The following day, Jackson was in Trenton, meeting with Governor Jon Corzine to discuss Election Day preparedness for the state’s 500,000 newly registered voters. Two days later, he was off to an education conference in Atlantic City to argue on behalf of school choice.
It was a typical week for the 54-year-old pastor who has never held public office but is considered perhaps the most influential African-American in New Jersey. As executive director of the Black Ministers’ Council of New Jersey, his reach stretches far beyond his base in the Oranges to oversee the direction of more than 600 black churches in the state. By combining his oratorical skills with his role as a conciliator, Jackson has for years placed himself at the center of some of the most divisive issues affecting the black community.
“He’s a man of complete integrity and not influenced by any particular persuasion,” says the Reverend DeForest Soaries, minister of the First Baptist Church of Lincoln Gardens and former New Jersey secretary of state. “He’s supported both Republicans and Democrats. He’ll be critical of both black leaders and non-black leaders. He’s not one Reggie Jackson with the people in power and another Reggie Jackson with people in the community.”
The issue of racial profiling by the state police made Jackson a household name. The long-standing problem boiled into a crisis after three African-Americans were shot by police on the New Jersey Turnpike in 1998. Despite death threats, Jackson directed the charge and kept up the pressure until the police were placed under a federal consent decree and legislation was passed making New Jersey the first state to label racial profiling a crime.
“It just erupted once we started finding out all the cover-up,” Jackson says. “That was a very frustrating time because it seemed [like] all I was doing, 24 hours a day.”
Since then, he’s fought for more funding for the state’s 31 Abbott school districts—although he also supports a school voucher system, a position that has disappointed some urban public school advocates. He also has backed needle-exchange programs for drug addicts and has sought to outlaw banks’ predatory lending practices in inner cities. After a recent hospital stay, Jackson said his next focus will be the shrinking health care available for the state’s underprivileged. Ron DelMauro, CEO of Saint Barnabas Health Care System, says he’d “welcome someone like Reggie Jackson to really stand up and take a look at health care.”
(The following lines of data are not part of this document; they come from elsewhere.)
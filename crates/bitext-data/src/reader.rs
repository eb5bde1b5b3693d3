//! Document discovery for the bilingual corpus filter.
//!
//! Walks the source-language directory for documents and pairs each one with
//! its target-language counterpart.

use std::path::{Path, PathBuf};

use tracing::{debug, warn};

// ── Types ─────────────────────────────────────────────────────────────────────

/// How the target counterpart of a source document is located.
#[derive(Debug, Clone, Copy, PartialEq, Eq, Default)]
pub enum CounterpartLookup {
    /// `<target_dir>/<file name>`, whatever the nesting under the source dir.
    #[default]
    Flat,
    /// `<target_dir>/<path relative to the source dir>`.
    Mirrored,
}

impl CounterpartLookup {
    pub fn from_mirror_flag(mirror_subdirs: bool) -> Self {
        if mirror_subdirs {
            Self::Mirrored
        } else {
            Self::Flat
        }
    }
}

/// One source document and the target document it is aligned with.
#[derive(Debug, Clone, PartialEq, Eq)]
pub struct DocumentPair {
    pub source: PathBuf,
    pub target: PathBuf,
}

// ── Public API ────────────────────────────────────────────────────────────────

/// Whether a file name ends with the literal, case-sensitive `suffix`.
pub fn has_suffix(path: &Path, suffix: &str) -> bool {
    path.file_name()
        .map(|name| name.as_encoded_bytes().ends_with(suffix.as_bytes()))
        .unwrap_or(false)
}

/// Regular files and symlinks that do not resolve to a directory.
///
/// A dangling symlink is kept so that opening it fails loudly.
fn is_document_entry(entry: &walkdir::DirEntry) -> bool {
    let file_type = entry.file_type();
    file_type.is_file() || (file_type.is_symlink() && !entry.path().is_dir())
}

/// Find every file under `source_dir` (recursively) whose name ends with
/// `suffix`.
///
/// Entries come back in directory traversal order; no sorting is applied.
/// Entries the walk cannot read are logged and skipped.
pub fn find_documents(source_dir: &Path, suffix: &str) -> Vec<PathBuf> {
    let files: Vec<PathBuf> = walkdir::WalkDir::new(source_dir)
        .into_iter()
        .filter_map(|entry| match entry {
            Ok(entry) => Some(entry),
            Err(e) => {
                warn!("Skipping unreadable entry under {}: {}", source_dir.display(), e);
                None
            }
        })
        .filter(|entry| is_document_entry(entry) && has_suffix(entry.path(), suffix))
        .map(|entry| entry.into_path())
        .collect();

    debug!(
        "Found {} documents matching {:?} under {}",
        files.len(),
        suffix,
        source_dir.display()
    );
    files
}

/// Resolve the target-language counterpart of `source`.
///
/// With [`CounterpartLookup::Flat`] a nested source document still maps to
/// `<target_dir>/<file name>`, so its counterpart is usually missing.
pub fn counterpart(
    source: &Path,
    source_dir: &Path,
    target_dir: &Path,
    lookup: CounterpartLookup,
) -> PathBuf {
    match lookup {
        CounterpartLookup::Flat => match source.file_name() {
            Some(name) => target_dir.join(name),
            None => target_dir.to_path_buf(),
        },
        CounterpartLookup::Mirrored => match source.strip_prefix(source_dir) {
            Ok(relative) => target_dir.join(relative),
            Err(_) => counterpart(source, source_dir, target_dir, CounterpartLookup::Flat),
        },
    }
}

/// Discover every document pair under the two language directories.
pub fn discover_pairs(
    source_dir: &Path,
    target_dir: &Path,
    suffix: &str,
    lookup: CounterpartLookup,
) -> Vec<DocumentPair> {
    find_documents(source_dir, suffix)
        .into_iter()
        .map(|source| {
            let target = counterpart(&source, source_dir, target_dir, lookup);
            DocumentPair { source, target }
        })
        .collect()
}

// ── Tests ─────────────────────────────────────────────────────────────────────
“Reggie is a conscience, a person you can always turn to to get the best advice,” DelMauro says. “He’s a voice for the black community, no question, but I see him as a voice for all the citizens of New Jersey.”
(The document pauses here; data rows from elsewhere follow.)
//! Top-level corpus pipeline.
//!
//! Validates the corpus layout, clears stale aggregate outputs, discovers the
//! document pairs and filters them one at a time, folding every pair's
//! statistics into one corpus-wide [`CorpusStats`].

use std::io::Write;
use std::path::{Path, PathBuf};

use bitext_core::error::{FilterError, Result};
use bitext_core::formatting::format_progress;
use bitext_core::settings::Settings;
use bitext_core::stats::CorpusStats;
use tracing::{debug, info};

use crate::pair::{process_document_pair, PairOptions};
use crate::reader::{discover_pairs, CounterpartLookup};

/// Run the whole corpus, printing one progress line per pair to stdout.
pub fn run(settings: &Settings) -> Result<CorpusStats> {
    let stdout = std::io::stdout();
    let mut handle = stdout.lock();
    run_with_progress(settings, &mut handle)
}

/// Run the whole corpus, writing progress lines to `progress`.
///
/// Fails before touching any file when the settings are invalid or the two
/// language directories are missing. Any later failure aborts the run; output
/// appended by earlier pairs stays on disk.
pub fn run_with_progress(settings: &Settings, progress: &mut dyn Write) -> Result<CorpusStats> {
    settings.validate()?;
    let options = PairOptions {
        bounds: settings.bounds()?,
        strict_alignment: settings.strict_alignment,
    };

    let source_dir = settings.source_dir();
    let target_dir = settings.target_dir();
    if !source_dir.is_dir() || !target_dir.is_dir() {
        return Err(FilterError::InvalidInputDir {
            root: settings.input_dir.clone(),
            source_lang: settings.source_lang.clone(),
            target_lang: settings.target_lang.clone(),
        });
    }

    let out_source = settings.source_output();
    let out_target = settings.target_output();
    remove_stale_output(&out_target)?;
    remove_stale_output(&out_source)?;

    let lookup = CounterpartLookup::from_mirror_flag(settings.mirror_subdirs);
    let pairs = discover_pairs(&source_dir, &target_dir, &settings.suffix, lookup);
    info!(
        "Filtering {} document pairs under {}",
        pairs.len(),
        settings.input_dir.display()
    );

    let mut totals = CorpusStats::default();
    for pair in &pairs {
        let stats = process_document_pair(
            &pair.source,
            &pair.target,
            &out_source,
            &out_target,
            &options,
        )?;
        writeln!(progress, "{}", format_progress(&pair.source, &stats))?;
        totals.merge(&stats);
    }

    debug!(
        "Corpus done: {} documents, {} lines, {} approved",
        totals.documents, totals.total_lines, totals.approved
    );

    Ok(totals)
}

/// Delete a previous run's aggregate output so this run does not append to it.
pub fn remove_stale_output(path: &Path) -> Result<()> {
    if path.exists() {
        info!("Removing previous output {}", path.display());
        std::fs::remove_file(path).map_err(|source| FilterError::RemoveOutput {
            path: PathBuf::from(path),
            source,
        })?;
    }
    Ok(())
}

// ── Tests ─────────────────────────────────────────────────────────────────────

#[cfg(test)]
mod tests {
    use super::*;
    use clap::Parser;
    use tempfile::TempDir;

    fn settings_for(root: &Path, extra: &[&str]) -> Settings {
        let mut args = vec![
            "bitext-filter".to_string(),
            root.to_string_lossy().into_owned(),
            "corpus".to_string(),
        ];
        args.extend(extra.iter().map(|s| s.to_string()));
        Settings::parse_from(args)
    }

    #[test]
    fn test_missing_language_dir_touches_nothing() {
        let dir = TempDir::new().unwrap();
        std::fs::create_dir_all(dir.path().join("en")).unwrap();
        let stale = dir.path().join("corpus_Short.en");
        std::fs::write(&stale, "old\n").unwrap();

        let settings = settings_for(dir.path(), &[]);
        let err = run_with_progress(&settings, &mut Vec::<u8>::new()).unwrap_err();

        assert!(matches!(err, FilterError::InvalidInputDir { .. }));
        assert_eq!(std::fs::read_to_string(&stale).unwrap(), "old\n");
    }

    #[test]
    fn test_invalid_bounds_rejected_before_io() {
        let dir = TempDir::new().unwrap();
        let settings = settings_for(dir.path(), &["--min-words", "9", "--max-words", "3"]);
        let err = run_with_progress(&settings, &mut Vec::<u8>::new()).unwrap_err();
        assert!(matches!(err, FilterError::InvalidBounds { .. }));
    }

    #[test]
    fn test_remove_stale_output_is_idempotent() {
        let dir = TempDir::new().unwrap();
        let path = dir.path().join("x_Short.en");
        remove_stale_output(&path).unwrap();
        std::fs::write(&path, "stale").unwrap();
        remove_stale_output(&path).unwrap();
        assert!(!path.exists());
    }

    #[test]
    fn test_empty_corpus_creates_no_outputs() {
        let dir = TempDir::new().unwrap();
        std::fs::create_dir_all(dir.path().join("en")).unwrap();
        std::fs::create_dir_all(dir.path().join("fa")).unwrap();

        let settings = settings_for(dir.path(), &[]);
        let mut progress: Vec<u8> = Vec::new();
        let stats = run_with_progress(&settings, &mut progress).unwrap();

        assert_eq!(stats, CorpusStats::default());
        assert!(progress.is_empty());
        assert!(!settings.source_output().exists());
    }
}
While acknowledging that he’s outspoken, Jackson bristles at the suggestion that he is the state’s most powerful black leader.
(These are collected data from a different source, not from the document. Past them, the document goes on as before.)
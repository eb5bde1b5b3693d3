//! Corpus traversal and filtering for the bilingual corpus filter.
//!
//! Responsible for discovering document pairs under the corpus root, running
//! the lockstep line filter over each pair and aggregating the results.

pub mod corpus;
pub mod pair;
pub mod reader;

pub use bitext_core as core;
“The notion of a person of power is that it is all about you; you’re the man. And I don’t abide by that at all,” he says. “I’m more interested in generating light than heat.”
Jackson first came to understand the influence of the church during his seminary training in Atlanta in the late 1970s, where he met many of the leaders of the civil rights movement. “I saw the impact the clergy could have in improving the lives of people, and that really affected me. I saw how they moved in the political structure and affected policy. It was practical. Not otherworldly.”
After graduating, he was sent to New Jersey, first to a church in Jersey City and two years later to Orange, where he has held the pulpit for the last 28 years. When Jackson took over the Orange AME church it had 100 members and a $50,000 annual budget. Today the church boasts 2,500 members, about 1,500 of whom are active, and a $2 million annual budget. In 2002, the church opened its cavernous new multimillion-dollar structure on the site of the original church.
Though he has steered clear of politics, Jackson did run for one office last year: bishop of the national AME church. The race turned out to be as political as any public office. He ended up withdrawing his name after learning it would mean moving his family—wife Christy and children Regina, 23, and Seth, 3—to Africa for four years. Meanwhile, he found another cause to champion.
“The church is extremely political. It’s become so inward, it’s almost becoming irrelevant to the larger things going on in the world,” Jackson says. “I think the church’s broader mission is outside. There are so many problems that need to be addressed.”